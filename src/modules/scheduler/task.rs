use crate::modules::error::code::ErrorCode;
use crate::modules::error::MailroomResult;
use crate::modules::scheduler::model::TaskMeta;
use crate::modules::scheduler::retry::{RetryPolicy, RetryStrategy};
use crate::raise_error;
use serde::{de::DeserializeOwned, Serialize};
use std::future::Future;
use std::pin::Pin;

pub type TaskFuture = Pin<Box<dyn Future<Output = MailroomResult<()>> + Send>>;

pub trait Task: Serialize + DeserializeOwned + 'static {
    /// A unique identifier for this task type.
    const TASK_KEY: &'static str;

    /// The queue this task runs on; its concurrency is configured when the
    /// queue is registered.
    const TASK_QUEUE: &'static str;

    /// Returns the retry policy for this task instance.
    /// Default is exponential backoff with base 2 and max 3 retries.
    fn retry_policy(&self) -> RetryPolicy {
        RetryPolicy {
            strategy: RetryStrategy::Exponential { base: 2 },
            max_retries: Some(3),
        }
    }

    /// Returns the delay in seconds before the first execution.
    fn delay_seconds(&self) -> u32 {
        3
    }

    /// Executes the task.
    fn run(self, task_id: u64) -> TaskFuture;

    fn validate(&self) -> MailroomResult<()> {
        if Self::TASK_QUEUE.is_empty() {
            return Err(raise_error!(
                "TASK_QUEUE must not be empty.".into(),
                ErrorCode::InternalError
            ));
        }
        Ok(())
    }

    /// Creates a new metadata entry for the task.
    fn new_meta(&self) -> TaskMeta {
        self.validate().unwrap_or_else(|err| {
            panic!(
                "Validation failed for task '{}': {}. This indicates a programming error.",
                Self::TASK_KEY,
                err
            )
        });

        TaskMeta::new(
            Self::TASK_KEY.to_owned(),
            serde_json::to_string(&self).expect(
                "Serialization failed: this should never happen if all fields are serializable",
            ),
            Self::TASK_QUEUE.to_owned(),
            self.retry_policy(),
            self.delay_seconds(),
        )
    }
}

----

#### [ABOUT THIS EXERCISE]
Line by line, reproduce the material exactly.

#### [SOLUTION BELOW]
filename src/modules/scheduler/task.rs
use crate::modules::error::code::ErrorCode;
use crate::modules::error::MailroomResult;
use crate::modules::scheduler::model::TaskMeta;
use crate::modules::scheduler::retry::{RetryPolicy, RetryStrategy};
use crate::raise_error;
use serde::{de::DeserializeOwned, Serialize};
use std::future::Future;
use std::pin::Pin;

pub type TaskFuture = Pin<Box<dyn Future<Output = MailroomResult<()>> + Send>>;

pub trait Task: Serialize + DeserializeOwned + 'static {
    /// A unique identifier for this task type.
    const TASK_KEY: &'static str;

    /// The queue this task runs on; its concurrency is configured when the
    /// queue is registered.
    const TASK_QUEUE: &'static str;

    /// Returns the retry policy for this task instance.
    /// Default is exponential backoff with base 2 and max 3 retries.
    fn retry_policy(&self) -> RetryPolicy {
        RetryPolicy {
            strategy: RetryStrategy::Exponential { base: 2 },
            max_retries: Some(3),
        }
    }

    /// Returns the delay in seconds before the first execution.
    fn delay_seconds(&self) -> u32 {
        3
    }

    /// Executes the task.
    fn run(self, task_id: u64) -> TaskFuture;

    fn validate(&self) -> MailroomResult<()> {
        if Self::TASK_QUEUE.is_empty() {
            return Err(raise_error!(
                "TASK_QUEUE must not be empty.".into(),
                ErrorCode::InternalError
            ));
        }
        Ok(())
    }

    /// Creates a new metadata entry for the task.
    fn new_meta(&self) -> TaskMeta {
        self.validate().unwrap_or_else(|err| {
            panic!(
                "Validation failed for task '{}': {}. This indicates a programming error.",
                Self::TASK_KEY,
                err
            )
        });

        TaskMeta::new(
            Self::TASK_KEY.to_owned(),
            serde_json::to_string(&self).expect(
                "Serialization failed: this should never happen if all fields are serializable",
            ),
            Self::TASK_QUEUE.to_owned(),
            self.retry_policy(),
            self.delay_seconds(),
        )
    }
}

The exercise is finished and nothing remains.